Kehendak ini telah menyempurnakan
perencanaan yang begitu dahsyat yang menakjubkan manusia saat mencoba
menganalisisnya. Ketakjuban dan kekaguman seperti ini juga telah diungkapkan
oleh para peneliti dari waktu ke waktu dalam berbagai bentuk. Kaum
evolusionis, yang mengklaim bahwa sistem yang sempurna ini telah berkembang
akibat kebetulan, tidak mampu menjelaskan perilaku pengorbanan yang merupakan
pusat sistem ini. Sebuah artikel mengenai topik ini dalam Jurnal Bilim ve
Teknik sekali lagi menunjukkan ketidakmampuan tersebut:
Masalahnya, mengapa makhluk hidup
suka tolong-menolong? Menurut Teori Darwin, setiap makhluk hidup berjuang untuk
kelangsungan hidup dan perkembang-biakannya sendiri. Karena membantu makhluk
lain akan secara relatif mengurangi peluang kelangsungan hidupnya tersebut,
perilaku ini mestinya dilenyapkan oleh evolusi pada jangka panjang. Namun,
telah terbukti bahwa makhluk hidup rela untuk berkorban.
Cara klasik untuk menjelaskan fakta
pengorbanan ini adalah bahwa koloni yang terbentuk dari individu-individu yang
mau berkorban demi kepentingan kelompok atau genus akan lebih sukses dalam
evolusi daripada koloni yang terbentuk dari individu-individu yang egois.

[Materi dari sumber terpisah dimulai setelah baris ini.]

use std::io;

use thiserror::Error;

#[derive(Debug, Error)]
pub enum CliError {
    #[error(transparent)]
    Core(#[from] chefnet_core::Error),
    #[error(transparent)]
    Io(#[from] io::Error),
    #[error(transparent)]
    Serialization(#[from] serde_json::Error),
    #[error("Search query cannot be empty")]
    EmptySearchQuery,
    #[error("Recipe not found: {0}")]
    RecipeNotFound(String),
    #[error("Course not found: {0}")]
    CourseNotFound(String),
    #[error("Not signed in. Run `chefnet login <user-id>` first.")]
    NotSignedIn,
    #[error("Configuration error: {0}")]
    Config(String),
}
use chefnet_core::{Catalog, ChefNetApi, Context, KeyValueStore};

use crate::cli::CourseCommands;
use crate::commands::common::{format_course_details, format_course_lines, print_json};
use crate::error::CliError;

pub async fn run_courses<S: KeyValueStore, A: ChefNetApi>(
    ctx: &Context<S, A>,
    command: CourseCommands,
) -> Result<(), CliError> {
    let catalog = Catalog::new(ctx.clone());

    match command {
        CourseCommands::List { json } => {
            let courses = catalog.courses().await?;
            if json {
                return print_json(&courses);
            }
            if courses.is_empty() {
                println!("No courses found.");
            }
            for line in format_course_lines(&courses) {
                println!("{line}");
            }
        }
        CourseCommands::Show { id, json } => {
            let course = catalog
                .course(&id)
                .await?
                .ok_or_else(|| CliError::CourseNotFound(id.trim().to_string()))?;
            if json {
                return print_json(&course);
            }
            for line in format_course_details(&course) {
                println!("{line}");
            }
        }
        CourseCommands::Enroll { id } => {
            catalog.enroll(&id).await?;
            println!("Enrolled in course {}", id.trim());
        }
        CourseCommands::Cancel { id } => {
            catalog.cancel_enrollment(&id).await?;
            println!("Cancelled enrollment in course {}", id.trim());
        }
    }
    Ok(())
}
//! In-memory key-value store

use std::collections::HashMap;
use std::sync::atomic::{AtomicBool, Ordering};
use std::sync::{Mutex, PoisonError};

use tokio::sync::RwLock;

use super::KeyValueStore;
use crate::error::{Error, Result};

/// Volatile store, primarily for tests and `--ephemeral` runs.
#[derive(Debug, Default)]
pub struct MemoryStore {
    entries: RwLock<HashMap<String, String>>,
    failing: AtomicBool,
    /// Remaining injected read failures per key
    read_failures: Mutex<HashMap<String, usize>>,
}

impl MemoryStore {
    pub fn new() -> Self {
        Self::default()
    }

    /// Make every subsequent operation fail until reset.
    pub fn set_failing(&self, failing: bool) {
        self.failing.store(failing, Ordering::SeqCst);
    }

    /// Make the next `times` reads of `key` fail. Writes are unaffected.
    pub fn fail_reads(&self, key: &str, times: usize) {
        self.read_failures
            .lock()
            .unwrap_or_else(PoisonError::into_inner)
            .insert(key.to_string(), times);
    }

    /// Raw snapshot of a key, bypassing failure injection.
    pub async fn peek(&self, key: &str) -> Option<String> {
        self.entries.read().await.get(key).cloned()
    }

    fn check(&self) -> Result<()> {
        if self.failing.load(Ordering::SeqCst) {
            Err(Error::Store("memory store is unavailable".to_string()))
        } else {
            Ok(())
        }
    }

    fn check_read(&self, key: &str) -> Result<()> {
        self.check()?;
        let mut failures = self
            .read_failures
            .lock()
            .unwrap_or_else(PoisonError::into_inner);
        match failures.get_mut(key) {
            Some(remaining) if *remaining > 0 => {
                *remaining -= 1;
                Err(Error::Store(format!("read of {key} failed")))
            }
            _ => Ok(()),
        }
    }
}

impl KeyValueStore for MemoryStore {
    async fn get(&self, key: &str) -> Result<Option<String>> {
        self.check_read(key)?;
        Ok(self.entries.read().await.get(key).cloned())
    }

    async fn set(&self, key: &str, value: &str) -> Result<()> {
        self.check()?;
        self.entries
            .write()
            .await
            .insert(key.to_string(), value.to_string());
        Ok(())
    }

    async fn remove(&self, key: &str) -> Result<()> {
        self.check()?;
        self.entries.write().await.remove(key);
        Ok(())
    }
}
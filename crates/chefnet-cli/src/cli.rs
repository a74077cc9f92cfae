use std::path::PathBuf;

use clap::{Parser, Subcommand, ValueEnum};

#[derive(Parser)]
#[command(name = "chefnet")]
#[command(about = "Browse ChefNet recipes and courses, online or off")]
#[command(version)]
pub struct Cli {
    #[command(subcommand)]
    pub command: Commands,

    /// Optional path to the local data file
    #[arg(long, global = true, value_name = "PATH")]
    pub db_path: Option<PathBuf>,

    /// Backend base URL (overrides CHEFNET_API_URL)
    #[arg(long, global = true, value_name = "URL")]
    pub api_url: Option<String>,

    /// Never contact the backend
    #[arg(long, global = true)]
    pub offline: bool,
}

#[derive(Subcommand)]
pub enum Commands {
    /// Sign in as a user
    Login {
        /// Backend user id
        user_id: String,
        /// Display name to store when the backend is unreachable
        #[arg(long)]
        name: Option<String>,
    },
    /// Forget the signed-in user
    Logout,
    /// Show the signed-in user
    Whoami {
        /// Output as JSON
        #[arg(long)]
        json: bool,
    },
    /// Browse and moderate recipes
    Recipes {
        #[command(subcommand)]
        command: RecipeCommands,
    },
    /// Browse courses and manage enrollment
    Courses {
        #[command(subcommand)]
        command: CourseCommands,
    },
    /// Manage your pending ("to cook") recipe list
    Pending {
        #[command(subcommand)]
        command: PendingCommands,
    },
    /// Record course attendance
    Attendance {
        #[command(subcommand)]
        command: AttendanceCommands,
    },
    /// Generate shell completion scripts
    Completions {
        /// Target shell
        #[arg(value_enum)]
        shell: CompletionShell,
        /// Optional output path (stdout when omitted)
        #[arg(short, long, value_name = "PATH")]
        output: Option<PathBuf>,
    },
}

#[derive(Subcommand)]
pub enum RecipeCommands {
    /// List every recipe
    List {
        /// Number of recipes to show
        #[arg(short, long, default_value = "20")]
        limit: usize,
        /// Output as JSON
        #[arg(long)]
        json: bool,
    },
    /// Show one recipe with ingredients and steps
    Show {
        /// Recipe id
        id: String,
        /// Output as JSON
        #[arg(long)]
        json: bool,
    },
    /// Search recipes by name or ingredient
    Search {
        /// Search query
        query: String,
        /// Match ingredient names instead of titles
        #[arg(long)]
        ingredient: bool,
        /// Output as JSON
        #[arg(long)]
        json: bool,
    },
    /// List recipes authored by the signed-in user
    Mine {
        /// Output as JSON
        #[arg(long)]
        json: bool,
    },
    /// Publish a recipe waiting for approval
    Approve {
        /// Recipe id
        id: String,
    },
    /// Delete a recipe
    Delete {
        /// Recipe id
        id: String,
    },
}

#[derive(Subcommand)]
pub enum CourseCommands {
    /// List every course
    List {
        /// Output as JSON
        #[arg(long)]
        json: bool,
    },
    /// Show one course with its sites and schedules
    Show {
        /// Course id
        id: String,
        /// Output as JSON
        #[arg(long)]
        json: bool,
    },
    /// Enroll the signed-in user
    Enroll {
        /// Course id
        id: String,
    },
    /// Cancel the signed-in user's enrollment
    Cancel {
        /// Course id
        id: String,
    },
}

#[derive(Subcommand)]
pub enum PendingCommands {
    /// Show the pending list
    List {
        /// Show the last fetched list without contacting the backend
        #[arg(long)]
        cached: bool,
        /// Output as JSON
        #[arg(long)]
        json: bool,
    },
    /// Add a recipe to the list
    Add {
        /// Recipe id
        id: String,
    },
    /// Remove a recipe from the list
    Remove {
        /// Recipe id
        id: String,
    },
    /// Mark a recipe as cooked
    Done {
        /// Recipe id
        id: String,
    },
    /// Mark a recipe as not cooked yet
    Undone {
        /// Recipe id
        id: String,
    },
    /// List recipe ids hidden after removal
    Tombstones,
    /// Allow removed recipes to reappear from the backend
    ClearTombstones,
}

#[derive(Subcommand)]
pub enum AttendanceCommands {
    /// Record attendance for a student in a course
    Record {
        /// Student id
        student_id: String,
        /// Course id
        course_id: String,
    },
    /// Retry attendance saved while offline
    Sync,
    /// Show attendance saved while offline
    Queue {
        /// Output as JSON
        #[arg(long)]
        json: bool,
    },
}

#[derive(Clone, Copy, Debug, Eq, PartialEq, ValueEnum)]
pub enum CompletionShell {
    Bash,
    Zsh,
    Fish,
}
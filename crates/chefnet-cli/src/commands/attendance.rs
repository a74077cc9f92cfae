use chefnet_core::{AttendanceRecorder, ChefNetApi, Context, KeyValueStore, SyncReport};

use crate::cli::AttendanceCommands;
use crate::commands::common::{format_queue_lines, print_json};
use crate::error::CliError;

pub async fn run_attendance<S: KeyValueStore, A: ChefNetApi>(
    ctx: &Context<S, A>,
    command: AttendanceCommands,
) -> Result<(), CliError> {
    let recorder = AttendanceRecorder::new(ctx.clone());

    match command {
        AttendanceCommands::Record {
            student_id,
            course_id,
        } => {
            let outcome = recorder.record_attendance(&student_id, &course_id).await?;
            println!("{outcome}");
        }
        AttendanceCommands::Sync => {
            let report = recorder.sync_pending().await;
            println!("{}", format_sync_report(&report));
        }
        AttendanceCommands::Queue { json } => {
            let records = recorder.queued().await;
            if json {
                return print_json(&records);
            }
            if records.is_empty() {
                println!("No attendance is waiting to sync.");
            }
            for line in format_queue_lines(&records) {
                println!("{line}");
            }
        }
    }
    Ok(())
}

/// Replay attendance queued by earlier runs before a command executes.
/// Prints a summary only when something reached the backend or was rejected.
pub async fn sync_on_startup<S: KeyValueStore, A: ChefNetApi>(ctx: &Context<S, A>) -> SyncReport {
    let recorder = AttendanceRecorder::new(ctx.clone());
    if recorder.queued().await.is_empty() {
        return SyncReport::default();
    }

    let report = recorder.sync_pending().await;
    if report.synced > 0 || report.dropped > 0 {
        eprintln!("{}", format_sync_report(&report));
    }
    report
}

pub fn format_sync_report(report: &SyncReport) -> String {
    if report.attempted == 0 {
        return "Nothing to sync".to_string();
    }
    format!(
        "Synced {} of {} ({} still queued, {} rejected)",
        report.synced, report.attempted, report.failed, report.dropped
    )
}
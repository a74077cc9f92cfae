//! Client used when no backend is configured.

use serde_json::Value;

use super::{ChefNetApi, RemoteError, RemoteResult};

/// Every call fails with a connectivity error, so callers take their local
/// fallback paths.
#[derive(Debug, Clone, Copy, Default)]
pub struct OfflineApi;

fn offline<T>() -> RemoteResult<T> {
    Err(RemoteError::connectivity("backend is not configured"))
}

impl ChefNetApi for OfflineApi {
    async fn list_recipes(&self) -> RemoteResult<Vec<Value>> {
        offline()
    }

    async fn get_recipe(&self, _recipe_id: &str) -> RemoteResult<Value> {
        offline()
    }

    async fn recipes_by_user(&self, _user_id: &str) -> RemoteResult<Vec<Value>> {
        offline()
    }

    async fn search_recipes_by_name(&self, _name: &str) -> RemoteResult<Vec<Value>> {
        offline()
    }

    async fn search_recipes_by_ingredient(&self, _ingredient: &str) -> RemoteResult<Vec<Value>> {
        offline()
    }

    async fn create_recipe(&self, _payload: &Value) -> RemoteResult<Value> {
        offline()
    }

    async fn update_recipe(&self, _recipe_id: &str, _payload: &Value) -> RemoteResult<Value> {
        offline()
    }

    async fn delete_recipe(&self, _recipe_id: &str) -> RemoteResult<()> {
        offline()
    }

    async fn approve_recipe(&self, _recipe_id: &str) -> RemoteResult<()> {
        offline()
    }

    async fn list_courses(&self) -> RemoteResult<Vec<Value>> {
        offline()
    }

    async fn get_course(&self, _course_id: &str) -> RemoteResult<Value> {
        offline()
    }

    async fn enroll(&self, _course_id: &str, _user_id: &str) -> RemoteResult<()> {
        offline()
    }

    async fn cancel_enrollment(&self, _course_id: &str, _user_id: &str) -> RemoteResult<()> {
        offline()
    }

    async fn get_user(&self, _user_id: &str) -> RemoteResult<Value> {
        offline()
    }

    async fn pending_list(&self, _user_id: &str) -> RemoteResult<Vec<Value>> {
        offline()
    }

    async fn add_pending(&self, _user_id: &str, _recipe_id: &str) -> RemoteResult<()> {
        offline()
    }

    async fn remove_pending(&self, _user_id: &str, _recipe_id: &str) -> RemoteResult<()> {
        offline()
    }

    async fn set_pending_completed(
        &self,
        _user_id: &str,
        _recipe_id: &str,
        _completed: bool,
    ) -> RemoteResult<()> {
        offline()
    }

    async fn record_attendance(&self, _student_id: &str, _course_id: &str) -> RemoteResult<String> {
        offline()
    }
}
//! Local store schema migrations

use crate::error::Result;
use libsql::Connection;

/// Current schema version
pub const CURRENT_VERSION: i32 = 1;

/// Run all pending migrations
pub async fn run(conn: &Connection) -> Result<()> {
    let version = get_version(conn).await?;

    if version < 1 {
        migrate_v1(conn).await?;
    }

    Ok(())
}

/// Get the current schema version
pub async fn get_version(conn: &Connection) -> Result<i32> {
    let mut rows = conn
        .query(
            "SELECT EXISTS(SELECT 1 FROM sqlite_master WHERE type='table' AND name='schema_version')",
            (),
        )
        .await?;

    let exists: bool = if let Some(row) = rows.next().await? {
        row.get::<i32>(0)? != 0
    } else {
        false
    };

    if !exists {
        return Ok(0);
    }

    let mut rows = conn
        .query("SELECT COALESCE(MAX(version), 0) FROM schema_version", ())
        .await?;

    let version: i32 = if let Some(row) = rows.next().await? {
        row.get(0)?
    } else {
        0
    };

    Ok(version)
}

/// Migration to version 1: key-value table
async fn migrate_v1(conn: &Connection) -> Result<()> {
    conn.execute("BEGIN TRANSACTION", ()).await?;

    let statements = [
        "CREATE TABLE IF NOT EXISTS schema_version (
            version INTEGER PRIMARY KEY
        )",
        "CREATE TABLE IF NOT EXISTS kv_store (
            key TEXT PRIMARY KEY,
            value TEXT NOT NULL,
            updated_at INTEGER NOT NULL
        )",
        "INSERT INTO schema_version (version) VALUES (1)",
    ];

    for stmt in statements {
        if let Err(e) = conn.execute(stmt, ()).await {
            conn.execute("ROLLBACK", ()).await.ok();
            return Err(e.into());
        }
    }

    if let Err(e) = conn.execute("COMMIT", ()).await {
        conn.execute("ROLLBACK", ()).await.ok();
        return Err(e.into());
    }

    tracing::info!("Migrated local store to version 1");
    Ok(())
}

#[cfg(test)]
mod tests {
    use super::*;
    use libsql::Builder;

    async fn setup() -> Connection {
        let db = Builder::new_local(":memory:").build().await.unwrap();
        db.connect().unwrap()
    }

    #[tokio::test(flavor = "multi_thread")]
    async fn test_migrations() {
        let conn = setup().await;
        run(&conn).await.unwrap();

        let version = get_version(&conn).await.unwrap();
        assert_eq!(version, CURRENT_VERSION);
    }

    #[tokio::test(flavor = "multi_thread")]
    async fn test_migrations_idempotent() {
        let conn = setup().await;
        run(&conn).await.unwrap();
        run(&conn).await.unwrap();

        let version = get_version(&conn).await.unwrap();
        assert_eq!(version, CURRENT_VERSION);
    }
}
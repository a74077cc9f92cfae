//! Shared utility functions used across multiple modules.

use serde::{Deserialize, Deserializer};
use serde_json::Value;

/// Normalize optional text by trimming whitespace and removing empties.
///
/// Returns `None` when the input is `None` or the trimmed value is empty.
pub fn normalize_text_option(value: Option<String>) -> Option<String> {
    let value = value?;
    let value = value.trim();
    if value.is_empty() {
        None
    } else {
        Some(value.to_string())
    }
}

/// Check if a string starts with `http://` or `https://`.
pub fn is_http_url(value: &str) -> bool {
    value.starts_with("http://") || value.starts_with("https://")
}

/// Truncate text to at most 180 characters for error messages.
pub fn compact_text(value: &str) -> String {
    value.trim().chars().take(180).collect()
}

/// Canonical string form of a recipe id, used as the join key between the
/// local and remote copies of a list.
pub fn normalize_id(value: &str) -> String {
    value.trim().to_string()
}

/// Id stored as a JSON string or number. Anything else yields an empty id.
pub fn json_id(value: &Value) -> String {
    match value {
        Value::String(id) => normalize_id(id),
        Value::Number(id) => id
            .as_i64()
            .map_or_else(|| id.to_string(), |id| id.to_string()),
        _ => String::new(),
    }
}

/// Serde adapter for ids written as either strings or numbers.
pub fn deserialize_id<'de, D>(deserializer: D) -> Result<String, D::Error>
where
    D: Deserializer<'de>,
{
    Value::deserialize(deserializer).map(|value| json_id(&value))
}
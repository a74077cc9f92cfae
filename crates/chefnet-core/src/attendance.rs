//! Course attendance with an offline queue.
//!
//! Attendance is recorded straight against the backend. When the backend
//! cannot be reached the submission is queued under `pending_attendance`
//! and replayed by [`AttendanceRecorder::sync_pending`]. Submissions the
//! backend rejects (unknown students or courses, duplicate attendance) are
//! reported to the caller and never queued.

use std::collections::HashMap;
use std::fmt;
use std::sync::Arc;

use serde_json::Value;
use tokio::sync::Mutex;
use uuid::Uuid;

use crate::catalog::required_id;
use crate::context::Context;
use crate::error::Result;
use crate::models::AttendanceRecord;
use crate::remote::{ChefNetApi, RemoteError};
use crate::store::{keys, try_read_json, write_json_logged, KeyValueStore};

/// Result of [`AttendanceRecorder::record_attendance`].
#[derive(Debug, Clone, PartialEq, Eq)]
pub enum AttendanceOutcome {
    /// The backend confirmed; `message` is its reply
    Recorded { message: String },
    /// Stored on the device until the backend is reachable
    Queued,
}

impl fmt::Display for AttendanceOutcome {
    fn fmt(&self, f: &mut fmt::Formatter<'_>) -> fmt::Result {
        match self {
            Self::Recorded { message } if message.is_empty() => f.write_str("Attendance recorded"),
            Self::Recorded { message } => f.write_str(message),
            Self::Queued => f.write_str("Attendance saved offline; it will sync when online"),
        }
    }
}
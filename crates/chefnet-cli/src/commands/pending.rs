use chefnet_core::{ChefNetApi, Context, KeyValueStore, MutationOutcome, PendingRecipes};

use crate::cli::PendingCommands;
use crate::commands::common::{format_pending_lines, print_json};
use crate::error::CliError;

pub async fn run_pending<S: KeyValueStore, A: ChefNetApi>(
    ctx: &Context<S, A>,
    command: PendingCommands,
) -> Result<(), CliError> {
    let pending = PendingRecipes::new(ctx.clone());

    match command {
        PendingCommands::List { cached, json } => {
            let entries = if cached {
                pending.snapshot().await.unwrap_or_default()
            } else {
                pending.list().await
            };
            if json {
                return print_json(&entries);
            }
            if entries.is_empty() {
                println!("Your pending list is empty.");
            }
            for line in format_pending_lines(&entries) {
                println!("{line}");
            }
        }
        PendingCommands::Add { id } => {
            let outcome = pending.add(&id).await?;
            println!("{}", outcome_line(&id, "add", outcome));
        }
        PendingCommands::Remove { id } => {
            let outcome = pending.remove(&id).await?;
            println!("{}", outcome_line(&id, "remove", outcome));
        }
        PendingCommands::Done { id } => {
            let outcome = pending.toggle_completed(&id, true).await?;
            println!("{}", outcome_line(&id, "done", outcome));
        }
        PendingCommands::Undone { id } => {
            let outcome = pending.toggle_completed(&id, false).await?;
            println!("{}", outcome_line(&id, "undone", outcome));
        }
        PendingCommands::Tombstones => {
            let ids = pending.tombstones().await;
            if ids.is_empty() {
                println!("No removed recipes are hidden.");
            }
            for id in ids {
                println!("{id}");
            }
        }
        PendingCommands::ClearTombstones => {
            let cleared = pending.clear_tombstones().await;
            println!("Cleared {cleared} hidden recipe(s)");
        }
    }
    Ok(())
}

pub fn outcome_line(id: &str, action: &str, outcome: MutationOutcome) -> String {
    format!("{action} {}: {outcome}", id.trim())
}
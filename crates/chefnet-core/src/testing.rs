//! In-crate backend stub for tests.

use std::collections::HashMap;
use std::sync::{Mutex, PoisonError};

use serde_json::Value;

use crate::remote::{ChefNetApi, RemoteError, RemoteResult};

/// Scriptable [`ChefNetApi`] that keeps its "backend" state in memory.
#[derive(Default)]
pub struct StubApi {
    recipes: Mutex<HashMap<String, Value>>,
    courses: Mutex<Vec<Value>>,
    pending: Mutex<Vec<Value>>,
    failure: Mutex<Option<RemoteError>>,
    attendance_failure: Mutex<Option<RemoteError>>,
    stale_removals: Mutex<bool>,
    calls: Mutex<Vec<String>>,
}

fn guard<T>(mutex: &Mutex<T>) -> std::sync::MutexGuard<'_, T> {
    mutex.lock().unwrap_or_else(PoisonError::into_inner)
}

fn record_id(record: &Value) -> String {
    ["idReceta", "id"]
        .iter()
        .find_map(|key| match record.get(*key) {
            Some(Value::String(id)) => Some(id.trim().to_string()),
            Some(Value::Number(id)) => Some(id.to_string()),
            _ => None,
        })
        .unwrap_or_default()
}

impl StubApi {
    pub fn new() -> Self {
        Self::default()
    }

    /// Register a recipe the backend knows about.
    pub fn with_recipe(self, record: Value) -> Self {
        guard(&self.recipes).insert(record_id(&record), record);
        self
    }

    pub fn with_course(self, record: Value) -> Self {
        guard(&self.courses).push(record);
        self
    }

    /// Replace the remote pending list.
    pub fn set_pending(&self, records: Vec<Value>) {
        *guard(&self.pending) = records;
    }

    pub fn pending_ids(&self) -> Vec<String> {
        guard(&self.pending).iter().map(record_id).collect()
    }

    /// Fail every call with `error` (or stop failing with `None`).
    pub fn fail_with(&self, error: Option<RemoteError>) {
        *guard(&self.failure) = error;
    }

    /// Fail only attendance calls with `error`.
    pub fn fail_attendance_with(&self, error: Option<RemoteError>) {
        *guard(&self.attendance_failure) = error;
    }

    /// Acknowledge removals without dropping the entry, like a lagging replica.
    pub fn set_stale_removals(&self, stale: bool) {
        *guard(&self.stale_removals) = stale;
    }

    pub fn calls(&self) -> Vec<String> {
        guard(&self.calls).clone()
    }

    fn call(&self, name: String) -> RemoteResult<()> {
        guard(&self.calls).push(name);
        guard(&self.failure).clone().map_or(Ok(()), Err)
    }
}

impl ChefNetApi for StubApi {
    async fn list_recipes(&self) -> RemoteResult<Vec<Value>> {
        self.call("list_recipes".to_string())?;
        let mut records: Vec<Value> = guard(&self.recipes).values().cloned().collect();
        records.sort_by_key(record_id);
        Ok(records)
    }

    async fn get_recipe(&self, recipe_id: &str) -> RemoteResult<Value> {
        self.call(format!("get_recipe:{recipe_id}"))?;
        guard(&self.recipes)
            .get(recipe_id)
            .cloned()
            .ok_or_else(|| RemoteError::from_response(404, "Receta no encontrada"))
    }

    async fn recipes_by_user(&self, user_id: &str) -> RemoteResult<Vec<Value>> {
        self.call(format!("recipes_by_user:{user_id}"))?;
        Ok(guard(&self.recipes)
            .values()
            .filter(|record| {
                record
                    .get("idUsuario")
                    .map(|id| id.to_string().trim_matches('"') == user_id)
                    .unwrap_or(false)
            })
            .cloned()
            .collect())
    }

    async fn search_recipes_by_name(&self, name: &str) -> RemoteResult<Vec<Value>> {
        self.call(format!("search_recipes_by_name:{name}"))?;
        let name = name.to_lowercase();
        Ok(guard(&self.recipes)
            .values()
            .filter(|record| {
                record
                    .get("nombreReceta")
                    .and_then(Value::as_str)
                    .is_some_and(|title| title.to_lowercase().contains(&name))
            })
            .cloned()
            .collect())
    }

    async fn search_recipes_by_ingredient(&self, ingredient: &str) -> RemoteResult<Vec<Value>> {
        self.call(format!("search_recipes_by_ingredient:{ingredient}"))?;
        Ok(Vec::new())
    }

    async fn create_recipe(&self, payload: &Value) -> RemoteResult<Value> {
        self.call("create_recipe".to_string())?;
        let mut record = payload.clone();
        let id = (guard(&self.recipes).len() + 100).to_string();
        if let Value::Object(fields) = &mut record {
            fields.insert("idReceta".to_string(), Value::String(id.clone()));
        }
        guard(&self.recipes).insert(id, record.clone());
        Ok(record)
    }

    async fn update_recipe(&self, recipe_id: &str, payload: &Value) -> RemoteResult<Value> {
        self.call(format!("update_recipe:{recipe_id}"))?;
        let mut recipes = guard(&self.recipes);
        let record = recipes
            .get_mut(recipe_id)
            .ok_or_else(|| RemoteError::from_response(404, "Receta no encontrada"))?;
        *record = payload.clone();
        Ok(Value::Null)
    }

    async fn delete_recipe(&self, recipe_id: &str) -> RemoteResult<()> {
        self.call(format!("delete_recipe:{recipe_id}"))?;
        guard(&self.recipes).remove(recipe_id);
        Ok(())
    }

    async fn approve_recipe(&self, recipe_id: &str) -> RemoteResult<()> {
        self.call(format!("approve_recipe:{recipe_id}"))?;
        if let Some(Value::Object(record)) = guard(&self.recipes).get_mut(recipe_id) {
            record.insert("autorizada".to_string(), Value::Bool(true));
        }
        Ok(())
    }

    async fn list_courses(&self) -> RemoteResult<Vec<Value>> {
        self.call("list_courses".to_string())?;
        Ok(guard(&self.courses).clone())
    }

    async fn get_course(&self, course_id: &str) -> RemoteResult<Value> {
        self.call(format!("get_course:{course_id}"))?;
        guard(&self.courses)
            .iter()
            .find(|record| {
                record
                    .get("idCurso")
                    .is_some_and(|id| id.to_string().trim_matches('"') == course_id)
            })
            .cloned()
            .ok_or_else(|| RemoteError::from_response(404, "Curso no encontrado"))
    }

    async fn enroll(&self, course_id: &str, user_id: &str) -> RemoteResult<()> {
        self.call(format!("enroll:{course_id}:{user_id}"))
    }

    async fn cancel_enrollment(&self, course_id: &str, user_id: &str) -> RemoteResult<()> {
        self.call(format!("cancel_enrollment:{course_id}:{user_id}"))
    }

    async fn get_user(&self, user_id: &str) -> RemoteResult<Value> {
        self.call(format!("get_user:{user_id}"))?;
        Ok(serde_json::json!({ "idUsuario": user_id, "nickname": format!("user{user_id}") }))
    }

    async fn pending_list(&self, user_id: &str) -> RemoteResult<Vec<Value>> {
        self.call(format!("pending_list:{user_id}"))?;
        Ok(guard(&self.pending).clone())
    }

    async fn add_pending(&self, user_id: &str, recipe_id: &str) -> RemoteResult<()> {
        self.call(format!("add_pending:{user_id}:{recipe_id}"))?;
        let record = guard(&self.recipes)
            .get(recipe_id)
            .cloned()
            .ok_or_else(|| RemoteError::from_response(404, "Receta no encontrada"))?;
        guard(&self.pending).push(record);
        Ok(())
    }

    async fn remove_pending(&self, user_id: &str, recipe_id: &str) -> RemoteResult<()> {
        self.call(format!("remove_pending:{user_id}:{recipe_id}"))?;
        if !*guard(&self.stale_removals) {
            guard(&self.pending).retain(|record| record_id(record) != recipe_id);
        }
        Ok(())
    }

    async fn set_pending_completed(
        &self,
        user_id: &str,
        recipe_id: &str,
        completed: bool,
    ) -> RemoteResult<()> {
        self.call(format!(
            "set_pending_completed:{user_id}:{recipe_id}:{completed}"
        ))
    }

    async fn record_attendance(&self, student_id: &str, course_id: &str) -> RemoteResult<String> {
        self.call(format!("record_attendance:{student_id}:{course_id}"))?;
        guard(&self.attendance_failure)
            .clone()
            .map_or_else(|| Ok("Asistencia registrada".to_string()), Err)
    }
}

Namun, teori ini tidak menjelaskan bagaimana masyarakat yang mau berkorban ini
dapat mempertahankan ciri tersebut. Suatu individu egois yang mungkin muncul
dalam masyarakat itu mestinya akan meneruskan ciri egoisnya kepada generasi
berikut, karena dia tak akan mengorbankan dirinya. Hal samar lainnya adalah
bahwa jika evolusi terjadi pada tingkat masyarakat, sebesar apa semestinya
masyarakat itu? Apakah masyarakat itu berupa keluarga, kelompok, genus, atau
kelas? Bahkan jika evolusi terjadi bersamaan pada lebih dari satu tingkat, apa
yang akan terjadi jika kepentingan antar tingkat ini bertentangan? 3
Seperti yang kita lihat, mustahil
menjelaskan rasa pengorbanan pada makhluk hidup dan sistem sosial yang
berdasarkan padanya dengan teori evolusi, yakni dengan berasumsi bahwa makhluk
hidup telah muncul akibat kebetulan.